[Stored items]
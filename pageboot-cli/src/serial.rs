//! Serial port selection.
//!
//! A port named on the command line or in the config is used as given. The
//! last-used port is reused while it is still attached. Otherwise ports are
//! discovered, narrowed to recognized USB bridges when there are any, and:
//! - one candidate is used directly
//! - several candidates are offered in a prompt, or rejected in
//!   non-interactive mode

use {
    crate::{CliError, config::Config},
    anyhow::Result,
    console::style,
    dialoguer::{Error as DialoguerError, Select, theme::ColorfulTheme},
    log::{debug, info},
    pageboot::{DetectedPort, discover_ports, host::rank_ports},
    std::io::IsTerminal,
};

/// Options for serial port selection.
#[derive(Debug, Clone, Default)]
pub struct SerialOptions {
    /// Explicit port specified via CLI.
    pub port: Option<String>,
    /// Port remembered from the last successful run.
    pub last_used: Option<String>,
    /// Non-interactive mode (fail if several ports).
    pub non_interactive: bool,
}

fn usage_err(message: impl Into<String>) -> anyhow::Error {
    CliError::Usage(message.into()).into()
}

/// Pick the serial port to use.
pub fn select_serial_port(options: &SerialOptions, config: &Config) -> Result<String> {
    if let Some(port_name) = &options.port {
        return Ok(port_name.clone());
    }

    if let Some(port_name) = &config.serial.port {
        debug!("Using port from config: {port_name}");
        return Ok(port_name.clone());
    }

    let ports = discover_ports();

    if let Some(last) = &options.last_used {
        if ports.iter().any(|p| &p.name == last) {
            debug!("Reusing last port: {last}");
            return Ok(last.clone());
        }
        debug!("Last port {last} is no longer present");
    }

    let candidates = candidate_ports(ports, config);
    if options.non_interactive || candidates.len() < 2 {
        return pick_single(candidates).map(|port| {
            info!("Auto-selected port: {}", port.describe());
            port.name
        });
    }

    ensure_interactive_terminal()?;
    select_port_interactive(candidates, config)
}

/// Narrow `ports` to recognized boards, unless none is recognized.
fn candidate_ports(ports: Vec<DetectedPort>, config: &Config) -> Vec<DetectedPort> {
    if ports.iter().any(|p| is_known_device(p, config)) {
        ports
            .into_iter()
            .filter(|p| is_known_device(p, config))
            .collect()
    } else {
        ports
    }
}

/// Exactly one candidate is a valid automatic choice.
fn pick_single(candidates: Vec<DetectedPort>) -> Result<DetectedPort> {
    let mut candidates = candidates.into_iter();
    match (candidates.next(), candidates.next()) {
        (Some(port), None) => Ok(port),
        (Some(_), Some(_)) => Err(usage_err(
            "multiple serial ports found; choose one with --port",
        )),
        (None, _) => Err(usage_err(
            "no serial ports found; connect the board or pass --port",
        )),
    }
}

/// Whether a port is a recognized USB bridge or listed in the config.
fn is_known_device(port: &DetectedPort, config: &Config) -> bool {
    if port.bridge.is_known() {
        return true;
    }
    match (port.vid, port.pid) {
        (Some(vid), Some(pid)) => config.knows_board(vid, pid),
        _ => false,
    }
}

fn ensure_interactive_terminal() -> Result<()> {
    if std::io::stdin().is_terminal() && std::io::stderr().is_terminal() {
        Ok(())
    } else {
        Err(usage_err(
            "several serial ports found and no terminal to ask; choose one with --port",
        ))
    }
}

fn map_prompt_error(err: DialoguerError) -> anyhow::Error {
    match err {
        DialoguerError::IO(io_err) => {
            if io_err.kind() == std::io::ErrorKind::Interrupted {
                CliError::Cancelled("port selection cancelled".into()).into()
            } else {
                usage_err(format!("port prompt failed: {io_err}"))
            }
        },
    }
}

fn select_port_interactive(ports: Vec<DetectedPort>, config: &Config) -> Result<String> {
    eprintln!(
        "{} Found {} serial ports",
        style("ℹ").blue(),
        ports.len()
    );

    let ports = rank_ports(ports);
    let term_width = usize::from(console::Term::stderr().size().1);
    let labels: Vec<String> = ports
        .iter()
        .map(|port| {
            let label = if is_known_device(port, config) {
                style(port.describe()).bold().to_string()
            } else {
                port.describe()
            };
            console::truncate_str(&label, term_width.saturating_sub(4), "\u{2026}").into_owned()
        })
        .collect();

    let selection = Select::with_theme(&ColorfulTheme::default())
        .with_prompt("Select the bootloader port")
        .items(&labels)
        .default(0)
        .interact_opt()
        .map_err(map_prompt_error)?;

    match selection {
        Some(index) => ports
            .into_iter()
            .nth(index)
            .map(|port| port.name)
            .ok_or_else(|| anyhow::anyhow!("Invalid port index: {index}")),
        None => Err(CliError::Cancelled("port selection cancelled".into()).into()),
    }
}
//! Error types for pageboot.

use crate::protocol::Command;
use std::io;
use std::time::Duration;
use thiserror::Error;

/// Result type for pageboot operations.
pub type Result<T> = std::result::Result<T, Error>;

/// Error type for pageboot operations.
#[derive(Debug, Error)]
pub enum Error {
    /// I/O error (serial port, file operations).
    #[error("I/O error: {0}")]
    Io(#[from] io::Error),

    /// Serial port error.
    #[cfg(feature = "native")]
    #[error("Serial port error: {0}")]
    Serial(#[from] serialport::Error),

    /// No complete response frame arrived before the deadline.
    #[error("Timeout: no response to {command} within {}ms ({received} bytes received)", .waited.as_millis())]
    Timeout {
        /// Command that was sent.
        command: Command,
        /// How long the engine waited.
        waited: Duration,
        /// Bytes accumulated before giving up.
        received: usize,
    },

    /// The device answered with the error code.
    #[error("Device reported an error for {command}")]
    DeviceError {
        /// Command that was refused.
        command: Command,
    },

    /// The response command byte is not the complement of the request.
    #[error("Protocol mismatch: {command} answered with 0x{response:02X}, expected 0x{:02X}", .command.echo())]
    ProtocolMismatch {
        /// Command that was sent.
        command: Command,
        /// Command byte found in the response.
        response: u8,
    },

    /// The activation sequence failed.
    #[error("Could not connect to the bootloader: {0}")]
    ConnectFailed(#[source] Box<Error>),

    /// A hex line could not be decoded into bytes.
    #[error("Malformed record on line {line}: {reason}")]
    MalformedRecord {
        /// 1-based line number.
        line: usize,
        /// What was wrong with it.
        reason: String,
    },

    /// The declared byte count disagrees with the record length.
    #[error("Record length on line {line} is {actual} bytes, byte count {declared} requires {}", .declared + 5)]
    RecordLengthMismatch {
        /// 1-based line number.
        line: usize,
        /// Byte count declared in the record.
        declared: usize,
        /// Decoded record length.
        actual: usize,
    },

    /// The 8-bit sum of a record is not zero.
    #[error("Checksum error on line {line}: record sums to 0x{sum:02X}")]
    ChecksumError {
        /// 1-based line number.
        line: usize,
        /// The non-zero 8-bit sum.
        sum: u8,
    },

    /// A data record does not continue where the previous one ended.
    #[error("Address discontinuity on line {line}: expected 0x{expected:04X}, found 0x{found:04X}")]
    AddressDiscontinuity {
        /// 1-based line number.
        line: usize,
        /// Address that would continue the image.
        expected: u32,
        /// Address found in the record.
        found: u32,
    },

    /// The image does not fit the writable part of flash.
    #[error("Image too large: {size} bytes, {available} bytes available in flash")]
    ImageTooLarge {
        /// Image length in bytes.
        size: usize,
        /// Flash size minus the boot section.
        available: usize,
    },

    /// Fewer bytes were read back than were written.
    #[error("Verify failed: read {read} bytes, programmed {written} bytes")]
    VerifyLengthMismatch {
        /// Bytes written.
        written: usize,
        /// Bytes read back.
        read: usize,
    },

    /// Read-back data differs from the written image.
    #[error("Verify failed at 0x{address:04X}: expected 0x{expected:02X}, read 0x{actual:02X}")]
    VerifyMismatch {
        /// Absolute address of the first difference.
        address: u32,
        /// Byte in the image.
        expected: u8,
        /// Byte read from the device.
        actual: u8,
    },

    /// Reading a page failed; the read was aborted.
    #[error("Error reading page {page} of {total}: {source}")]
    ReadFailed {
        /// 1-based page index.
        page: usize,
        /// Pages in the operation.
        total: usize,
        /// Underlying cause.
        #[source]
        source: Box<Error>,
    },

    /// Writing a page failed; the device is partially programmed.
    #[error("Error writing page {page} of {total}: {source}")]
    WriteFailed {
        /// 1-based page index.
        page: usize,
        /// Pages in the operation.
        total: usize,
        /// Underlying cause.
        #[source]
        source: Box<Error>,
    },

    /// A device operation was requested without an active connection.
    #[error("Not connected to a bootloader")]
    NotConnected,

    /// The device reported geometry that cannot be worked with.
    #[error("Invalid flash geometry: {0}")]
    InvalidGeometry(String),

    /// The operation was cancelled between pages.
    #[error("Operation cancelled")]
    Cancelled,

    /// Configuration error.
    #[error("Configuration error: {0}")]
    Config(String),
}

impl Error {
    /// Whether this error (or its wrapped cause) is a response timeout.
    pub fn is_timeout(&self) -> bool {
        match self {
            Self::Timeout { .. } => true,
            Self::ConnectFailed(inner)
            | Self::ReadFailed { source: inner, .. }
            | Self::WriteFailed { source: inner, .. } => inner.is_timeout(),
            _ => false,
        }
    }

    /// Whether the error came from the hex codec.
    pub fn is_hex_error(&self) -> bool {
        matches!(
            self,
            Self::MalformedRecord { .. }
                | Self::RecordLengthMismatch { .. }
                | Self::ChecksumError { .. }
                | Self::AddressDiscontinuity { .. }
        )
    }
}

#[cfg(test)]
mod tests {
    use super::*;

    #[test]
    fn test_protocol_mismatch_message_names_expected_echo() {
        let err = Error::ProtocolMismatch {
            command: Command::WritePage,
            response: 0x12,
        };
        let msg = err.to_string();
        assert!(msg.contains("write page"));
        assert!(msg.contains("0x12"));
        assert!(msg.contains("0xCD"));
    }

    #[test]
    fn test_is_timeout_sees_through_wrappers() {
        let timeout = Error::Timeout {
            command: Command::ReadPage,
            waited: Duration::from_secs(3),
            received: 0,
        };
        let wrapped = Error::ReadFailed {
            page: 2,
            total: 4,
            source: Box::new(timeout),
        };
        assert!(wrapped.is_timeout());
        assert!(Error::ConnectFailed(Box::new(wrapped)).is_timeout());
        assert!(!Error::Cancelled.is_timeout());
    }

    #[test]
    fn test_write_failed_message_has_page_context() {
        let err = Error::WriteFailed {
            page: 3,
            total: 7,
            source: Box::new(Error::DeviceError {
                command: Command::WritePage,
            }),
        };
        assert_eq!(
            err.to_string(),
            "Error writing page 3 of 7: Device reported an error for write page (0x32)"
        );
    }

    #[test]
    fn test_record_length_message() {
        let err = Error::RecordLengthMismatch {
            line: 4,
            declared: 16,
            actual: 20,
        };
        assert!(err.to_string().contains("requires 21"));
        assert!(err.is_hex_error());
    }
}
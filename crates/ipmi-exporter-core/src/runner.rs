//! Execution of the external sensor-query command.

use async_trait::async_trait;
use std::process::{Output, Stdio};
use std::time::{Duration, Instant};
use tokio::process::Command;
use tracing::debug;

use crate::{Error, Result};

/// Captured result of one command invocation.
///
/// `stdout` and `error` are independent of each other: a command that exits
/// unsuccessfully still hands back whatever it printed.
#[derive(Debug, Default)]
pub struct CommandOutput {
    /// Standard output bytes (possibly empty).
    pub stdout: Vec<u8>,
    /// Wall-clock time spent waiting for the command.
    pub duration: Duration,
    /// Why the command failed, if it did.
    pub error: Option<Error>,
}

/// Runs an external command line.
///
/// `argv[0]` is the program. A `timeout` of `None` waits indefinitely.
#[async_trait]
pub trait CommandRunner: Send + Sync {
    async fn run(&self, argv: &[String], timeout: Option<Duration>) -> CommandOutput;
}

/// Runs commands as child processes.
#[derive(Debug, Clone, Copy, Default)]
pub struct ProcessRunner;

#[async_trait]
impl CommandRunner for ProcessRunner {
    async fn run(&self, argv: &[String], timeout: Option<Duration>) -> CommandOutput {
        let start = Instant::now();
        let (stdout, failure) = match spawn_and_wait(argv, timeout).await {
            Ok(output) if output.status.success() => (output.stdout, None),
            Ok(output) => {
                let failure = Error::ExitStatus {
                    program: argv[0].clone(),
                    status: output.status,
                    stderr: String::from_utf8_lossy(&output.stderr).trim().to_string(),
                };
                (output.stdout, Some(failure))
            }
            Err(e) => (Vec::new(), Some(e)),
        };
        let duration = start.elapsed();

        match &failure {
            Some(e) => debug!("Command failed after {:?}: {}", duration, e),
            None => debug!("{} finished in {:?}", argv[0], duration),
        }

        CommandOutput {
            stdout,
            duration,
            error: failure,
        }
    }
}

/// Spawns the child and collects its output, killing it if the timeout expires.
async fn spawn_and_wait(argv: &[String], timeout: Option<Duration>) -> Result<Output> {
    let (program, args) = argv.split_first().ok_or(Error::EmptyCommand)?;
    debug!("Running {} {}", program, args.join(" "));

    let child = Command::new(program)
        .args(args)
        .stdin(Stdio::null())
        .stdout(Stdio::piped())
        .stderr(Stdio::piped())
        .kill_on_drop(true)
        .spawn()
        .map_err(|source| Error::Spawn {
            program: program.clone(),
            source,
        })?;

    // Dropping the wait future drops the child, which kills it.
    let wait = child.wait_with_output();
    let output = match timeout {
        Some(limit) => tokio::time::timeout(limit, wait)
            .await
            .map_err(|_| Error::Timeout {
                program: program.clone(),
                timeout: limit,
            })?,
        None => wait.await,
    };

    output.map_err(|source| Error::Spawn {
        program: program.clone(),
        source,
    })
}

#[cfg(all(test, unix))]
mod tests {
    use super::*;

    fn sh(script: &str) -> Vec<String> {
        vec!["/bin/sh".to_string(), "-c".to_string(), script.to_string()]
    }

    #[tokio::test]
    async fn test_captures_stdout() {
        let out = ProcessRunner.run(&sh("printf 'a | 1 | volts'"), None).await;
        assert!(out.error.is_none());
        assert_eq!(out.stdout, b"a | 1 | volts");
    }

    #[tokio::test]
    async fn test_nonzero_exit_keeps_output() {
        let out = ProcessRunner.run(&sh("printf partial; exit 3"), None).await;
        assert_eq!(out.stdout, b"partial");
        assert!(matches!(out.error, Some(Error::ExitStatus { .. })));
    }

    #[tokio::test]
    async fn test_timeout_cancels_child() {
        let limit = Duration::from_millis(100);
        let out = ProcessRunner.run(&sh("sleep 5"), Some(limit)).await;
        assert!(matches!(out.error, Some(Error::Timeout { .. })));
        assert!(out.duration >= limit);
        assert!(out.duration < Duration::from_secs(5));
    }

    #[tokio::test]
    async fn test_missing_binary() {
        let argv = vec!["/nonexistent/ipmitool".to_string(), "sensor".to_string()];
        let out = ProcessRunner.run(&argv, None).await;
        assert!(out.stdout.is_empty());
        assert!(matches!(out.error, Some(Error::Spawn { .. })));
    }

    #[tokio::test]
    async fn test_empty_command() {
        let out = ProcessRunner.run(&[], None).await;
        assert!(matches!(out.error, Some(Error::EmptyCommand)));
    }
}
//! Configuration management.

use anyhow::{Context, Result};
use ipmi_exporter_core::collector::DEFAULT_BINARY;
use ipmi_exporter_core::{RawSensorSpec, SensorRegistry};
use serde::Deserialize;
use std::path::Path;
use std::time::Duration;

/// Main configuration structure.
#[derive(Debug, Clone, Default, Deserialize)]
pub struct Config {
    /// HTTP listener configuration
    #[serde(default)]
    pub web: WebConfig,

    /// ipmitool invocation
    #[serde(default)]
    pub ipmi: IpmiConfig,

    /// Raw sensor table; the built-in Supermicro PSU queries when absent
    #[serde(default)]
    pub raw_sensors: Option<Vec<RawSensorConfig>>,
}

/// HTTP listener configuration.
#[derive(Debug, Clone, Deserialize)]
pub struct WebConfig {
    /// Listen address (e.g., "0.0.0.0:9289")
    #[serde(default = "default_listen")]
    pub listen: String,

    /// Path under which metrics are exposed
    #[serde(default = "default_path")]
    pub path: String,
}

impl Default for WebConfig {
    fn default() -> Self {
        Self {
            listen: default_listen(),
            path: default_path(),
        }
    }
}

/// ipmitool configuration.
#[derive(Debug, Clone, Deserialize)]
pub struct IpmiConfig {
    /// Path to the ipmitool binary, optionally followed by arguments
    #[serde(default = "default_binary")]
    pub path: String,

    /// Milliseconds each ipmitool call may run; zero or negative means no limit
    #[serde(default = "default_timeout")]
    pub timeout: i64,
}

impl Default for IpmiConfig {
    fn default() -> Self {
        Self {
            path: default_binary(),
            timeout: default_timeout(),
        }
    }
}

/// One raw sensor query.
#[derive(Debug, Clone, Deserialize)]
pub struct RawSensorConfig {
    /// Label value of the exported reading
    pub name: String,

    /// Arguments appended to ipmitool (e.g., "raw 0x06 0x52 0x07 0x78 0x01 0x97")
    pub command: String,

    /// Unit of the decoded value
    #[serde(default = "default_raw_unit")]
    pub unit: String,
}

// Default value functions
fn default_listen() -> String {
    "0.0.0.0:9289".to_string()
}

fn default_path() -> String {
    "/metrics".to_string()
}

fn default_binary() -> String {
    DEFAULT_BINARY.to_string()
}

fn default_timeout() -> i64 {
    -1 // No limit
}

fn default_raw_unit() -> String {
    "W".to_string()
}

impl Config {
    /// Loads configuration from a TOML file.
    pub fn load<P: AsRef<Path>>(path: P) -> Result<Self> {
        let content =
            std::fs::read_to_string(path.as_ref()).context("Failed to read configuration file")?;
        Self::parse(&content)
    }

    /// Parses configuration from TOML text.
    pub fn parse(content: &str) -> Result<Self> {
        let mut config: Config = toml::from_str(content).context("Failed to parse configuration")?;
        config.normalize();
        Ok(config)
    }

    /// Makes the metrics path a valid route.
    pub fn normalize(&mut self) {
        if !self.web.path.starts_with('/') {
            self.web.path = format!("/{}", self.web.path);
        }
    }

    /// Returns the per-command timeout, if any.
    pub fn timeout(&self) -> Option<Duration> {
        u64::try_from(self.ipmi.timeout)
            .ok()
            .filter(|&ms| ms > 0)
            .map(Duration::from_millis)
    }

    /// Builds the raw sensor table.
    pub fn registry(&self) -> SensorRegistry {
        match &self.raw_sensors {
            Some(sensors) => SensorRegistry::new(
                sensors
                    .iter()
                    .map(|s| RawSensorSpec::new(&s.name, &s.command, &s.unit))
                    .collect(),
            ),
            None => SensorRegistry::default(),
        }
    }
}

• Problem requirements
Work through the records line by line and tally those holding "derive". Reply with the number alone.

• Reply to the exercise
8